Ahead of a summit of 150 leaders, economist and UN adviser Jeffrey Sachs says development goals are falling short
The Globe and Mail:
A lack of will from the world’s wealthiest countries, including Canada, is responsible for the looming failure to meet an ambitious set of antipoverty goals, according to an influential adviser to the United Nations.
Jeffrey Sachs, a professor at Columbia University who counsels the UN Secretary-General on the targets, had a blunt message for the leaders of much of the developed world: Look in the mirror.
“Where we are in 2010 is mostly a testimony about ourselves,” Prof. Sachs said in a recent interview. “Neither the Harper government nor the Obama administration is doing close to what I would expect of our countries living in the wealth and comfort of North America.”
He slammed Canada’s international development agency for not taking a more active role in forging progress toward the goals. “It’s just been very disappointing for me,” he said, “because I’ve grown up believing in Canada’s leadership.”

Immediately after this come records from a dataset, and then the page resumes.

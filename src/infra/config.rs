use std::net::{Ipv4Addr, SocketAddr};
use std::path::PathBuf;

use env_helpers::{get_env, get_env_default};
use secrecy::SecretString;

use crate::application::use_cases::reference_data::DEFAULT_LOADER_HEADROOM;

pub const DEFAULT_API_BASE: &str = "https://api.stripe.com";
pub const DEFAULT_API_VERSION: &str = "2020-08-27";
pub const DEFAULT_WEBHOOK_TOLERANCE_SECS: i64 = 300;

/// Connection settings for the payment provider API.
pub struct ProviderConfig {
    pub secret_key: SecretString,
    /// Scheme and host, without the `/v1` prefix.
    pub api_base: String,
    pub api_version: String,
}

pub struct AppConfig {
    pub bind_addr: SocketAddr,
    /// Absent selects the in-memory store.
    pub database_url: Option<String>,
    pub run_migrations: bool,
    pub provider: ProviderConfig,
    pub webhook_secret: SecretString,
    pub webhook_tolerance_secs: i64,
    /// Newline separated tax rate ids, loaded at startup and on SIGHUP.
    pub tax_rates_file: Option<PathBuf>,
    pub prices_file: Option<PathBuf>,
    /// Added to the hardware parallelism to size the reference loader.
    pub loader_headroom: usize,
}

impl AppConfig {
    pub fn from_env() -> Self {
        let bind_addr: SocketAddr = get_env_default(
            "BIND_ADDR",
            SocketAddr::from((Ipv4Addr::LOCALHOST, 3001)),
        );
        let database_url = optional_env("DATABASE_URL");
        let run_migrations: bool = get_env_default("RUN_MIGRATIONS", true);

        let secret_key = SecretString::new(get_env::<String>("STRIPE_SECRET_KEY").into());
        let api_base: String = get_env_default("STRIPE_API_BASE", DEFAULT_API_BASE.to_string());
        let api_version: String =
            get_env_default("STRIPE_API_VERSION", DEFAULT_API_VERSION.to_string());

        let webhook_secret =
            SecretString::new(get_env::<String>("STRIPE_WEBHOOK_SECRET").into());
        let webhook_tolerance_secs: i64 =
            get_env_default("WEBHOOK_TOLERANCE_SECS", DEFAULT_WEBHOOK_TOLERANCE_SECS);

        let tax_rates_file = optional_env("TAX_RATES_FILE").map(PathBuf::from);
        let prices_file = optional_env("PRICES_FILE").map(PathBuf::from);
        let loader_headroom: usize = get_env_default("LOADER_HEADROOM", DEFAULT_LOADER_HEADROOM);

        Self {
            bind_addr,
            database_url,
            run_migrations,
            provider: ProviderConfig {
                secret_key,
                api_base: api_base.trim_end_matches('/').to_string(),
                api_version,
            },
            webhook_secret,
            webhook_tolerance_secs,
            tax_rates_file,
            prices_file,
            loader_headroom,
        }
    }
}

fn optional_env(key: &str) -> Option<String> {
    std::env::var(key).ok().filter(|v| !v.trim().is_empty())
}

The criticism by Prof. Sachs, a prominent economist, comes as world leaders begin to gather Monday in New York for a special summit to reinvigorate the drive to meet hard targets in combatting poverty, disease, and inequality by 2015. With the deadline nearing, efforts to meet these Millennium Development Goals are falling short.

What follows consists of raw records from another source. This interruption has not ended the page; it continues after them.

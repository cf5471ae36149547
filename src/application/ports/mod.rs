pub mod event_verifier;
pub mod payment_provider;
pub mod store;
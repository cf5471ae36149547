pub mod adapters;
pub mod application;
pub mod domain;
pub mod infra;

// Test utilities (fakes and factories shared by the unit tests)
#[cfg(test)]
pub mod test_utils;

// Re-exports for shorter use statements.
pub use application::*;
pub use domain::*;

Canadian Prime Minister Stephen Harper and U.S. President Barack Obama are among the nearly 150 leaders who will attend the high-level meeting.
They are expected to adopt a 31-page statement renewing their commitment to the targets and promising new funding. But experts and activists fear that with no way to hold governments responsible for their pledges, the goals will not be met, turning the years-long drive into a humiliating failure.
Prof. Sachs said there has been considerable progress in some areas, including the push toward universal primary education and the attempt to eradicate diseases such as malaria. Other goals, such as efforts to lower the mortality rate for women during childbirth, are embarrassingly off-target.
In an interview in his New York office, Prof. Sachs said the Harper government had shown a “lack of interest” in the goals, with the exception of its initiative to improve maternal and child health, the theme of the recent meeting of the Group of Eight countries in Huntsville, Ont.
“Canada roused itself long enough to hold a summit this summer, spent $1-billion for the weekend,” Prof. Sachs said. “I don’t think we got the results, frankly, that we want out of it.”
He said it wasn’t clear the commitments made in Huntsville would translate into action. Over time, he said, he’s learned that such announcements by the G8 “aren’t really bankable.”
Canada wasn’t the only country to come under fire. Germany, France, Italy and Japan also aren’t making the required effort, Prof. Sachs said, when measured by the percentage of their national income directed toward development aid.
He reserved his harshest criticism for his home country. Not only does the United States contribute a paltry amount toward aid efforts – about 0.2 per cent of income, compared with the international target of 0.7 per cent – but its political climate also has turned harsh, Prof. Sachs asserted.
“We actually have a whole campaign against compassion,” he said. “We are told repeatedly that that’s mawkish sentimentalism of unserious people.”
Once a wunderkind economist at Harvard University, Prof. Sachs remains controversial for the advice he dispensed to struggling emerging economies in the 1980s and 1990s. For more than a decade, his work has focused on how to promote health and development, reduce poverty and arrest climate change.
The past 10 years have consisted of “trying to break through a crowded political space that does not pay much attention to any of this,” he said.
Prof. Sachs has little patience for protestations by wealthy countries that they can’t afford more assistance. Consider the choices that leaders in Africa confront with their meagre resources, he said.
This month, he was in Kigali, Rwanda, for a private meeting with 15 African heads of state. “All of them were discussing whether to have children in school or whether to have mothers saved in childbirth or whether to have vaccine problems, because [they] can’t do all of these things,” Prof. Sachs recalled heatedly. “It’s an impossible choice.”